Mr Lehmann said: “Given recent extraordinary and unprecedented circumstances, the announced merger represents the best available outcome.

“This has been an extremely challenging time for Credit Suisse and while the team has worked tirelessly to address many significant legacy issues and execute on its new strategy, we are forced to reach a solution today that provides a durable outcome.”

‘Exceptional situation’

In a statement, the Swiss central bank and other officials said that the agreement represented “a solution…to secure financial stability and protect the Swiss economy in this exceptional situation”.

It is also hoped that UBS’s takeover of its old rival will avoid the contagion of the kind seen in the financial crisis of 2008.

This is a significant deal but huge risks continue to lurk in the global financial system

This combination brings together not only Switzerland’s two biggest banks but two of the most significant financial institutions in the world.

There was reference during the press conference to discussions with Jeremy Hunt, the British chancellor.

That underlines the crucial nature of this deal as governments and financial regulators around the world race to contain the banking sector’s biggest crisis of the last 15 years.

This was always a deal that the Swiss government had resisted.

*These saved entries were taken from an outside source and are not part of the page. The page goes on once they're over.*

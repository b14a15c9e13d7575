//! Page layout mode.

use std::fmt;
use std::str::FromStr;

use serde::{Deserialize, Serialize};

/// How pages are laid out in the document view.
///
/// Persisted by [`name`](Self::name), never by ordinal, so variants may be
/// reordered or added without corrupting existing files.
#[derive(Debug, Clone, Copy, PartialEq, Eq, Hash, Default, Serialize, Deserialize)]
#[serde(rename_all = "kebab-case")]
pub enum DisplayMode {
    #[default]
    Automatic,
    SinglePage,
    Facing,
    BookView,
    Continuous,
    ContinuousFacing,
    ContinuousBookView,
}

impl DisplayMode {
    /// Get all display modes.
    pub const fn all() -> &'static [DisplayMode] {
        &[
            Self::Automatic,
            Self::SinglePage,
            Self::Facing,
            Self::BookView,
            Self::Continuous,
            Self::ContinuousFacing,
            Self::ContinuousBookView,
        ]
    }

    /// Canonical persisted name.
    pub const fn name(&self) -> &'static str {
        match self {
            Self::Automatic => "automatic",
            Self::SinglePage => "single-page",
            Self::Facing => "facing",
            Self::BookView => "book-view",
            Self::Continuous => "continuous",
            Self::ContinuousFacing => "continuous-facing",
            Self::ContinuousBookView => "continuous-book-view",
        }
    }

    /// Resolve a persisted name.
    ///
    /// Accepts the canonical names and the space-separated spellings
    /// (`"single page"`, `"continuous book view"`) written by older releases.
    /// Matching is exact otherwise; unknown names return `None`.
    pub fn from_name(name: &str) -> Option<Self> {
        Self::all().iter().copied().find(|mode| {
            let canonical = mode.name();
            name == canonical
                || (name.len() == canonical.len()
                    && name
                        .bytes()
                        .zip(canonical.bytes())
                        .all(|(a, b)| a == b || (a == b' ' && b == b'-')))
        })
    }
}

impl fmt::Display for DisplayMode {
    fn fmt(&self, f: &mut fmt::Formatter<'_>) -> fmt::Result {
        f.write_str(self.name())
    }
}

/// Error returned when parsing an unknown display mode name.
#[derive(Debug, Clone, PartialEq, Eq)]
pub struct UnknownDisplayMode(pub String);

impl fmt::Display for UnknownDisplayMode {
    fn fmt(&self, f: &mut fmt::Formatter<'_>) -> fmt::Result {
        write!(f, "unknown display mode: {}", self.0)
    }
}

impl std::error::Error for UnknownDisplayMode {}

impl FromStr for DisplayMode {
    type Err = UnknownDisplayMode;

    fn from_str(s: &str) -> Result<Self, Self::Err> {
        Self::from_name(s).ok_or_else(|| UnknownDisplayMode(s.to_string()))
    }
}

It had been speculated so many times over the last decade, but the Swiss government had always wanted to maintain two national banking champions.

But let’s be clear – all the parties involved in this deal have effectively been strong-armed into it by the crisis of confidence which has erupted at Credit Suisse, and which has been fomenting for some time.

UBS has been effectively strong-armed into doing this deal by the Swiss government, and Credit Suisse has been forced to accept it – there won’t be a shareholder vote on the transaction.

The only alternative to this deal happening was going to be when financial markets opened on Monday in Asia and then in Europe, some form of nationalisation or resolution of Credit Suisse which would have deepened the sense of crisis in the industry.

This government-orchestrated rescue does avert the collapse of a major global bank but while it might be tempting to believe this draws a line under this banking crisis, remember that a week ago HSBC stepped in to buy the British arm of Silicon Valley Bank for £1 after its American parent collapsed, and a number of other mid-sized US banks have been forced to seek emergency support in the last 10 days.

All of this is a sobering reminder that as interest rates risk sharply to combat global inflationary pressures, huge risks continue to lurk in the global financial system.

Central banks insist systems are resilient

The news was welcomed by central banks in the US, Europe and in the UK.

All three insisted that banking systems within their jurisdiction are strong and resilient.

The Bank of England said: “We have been engaging closely with international counterparts throughout the preparations for today’s announcements and will continue to support their implementation.

“The UK banking system is well capitalised and funded, and remains safe and sound.”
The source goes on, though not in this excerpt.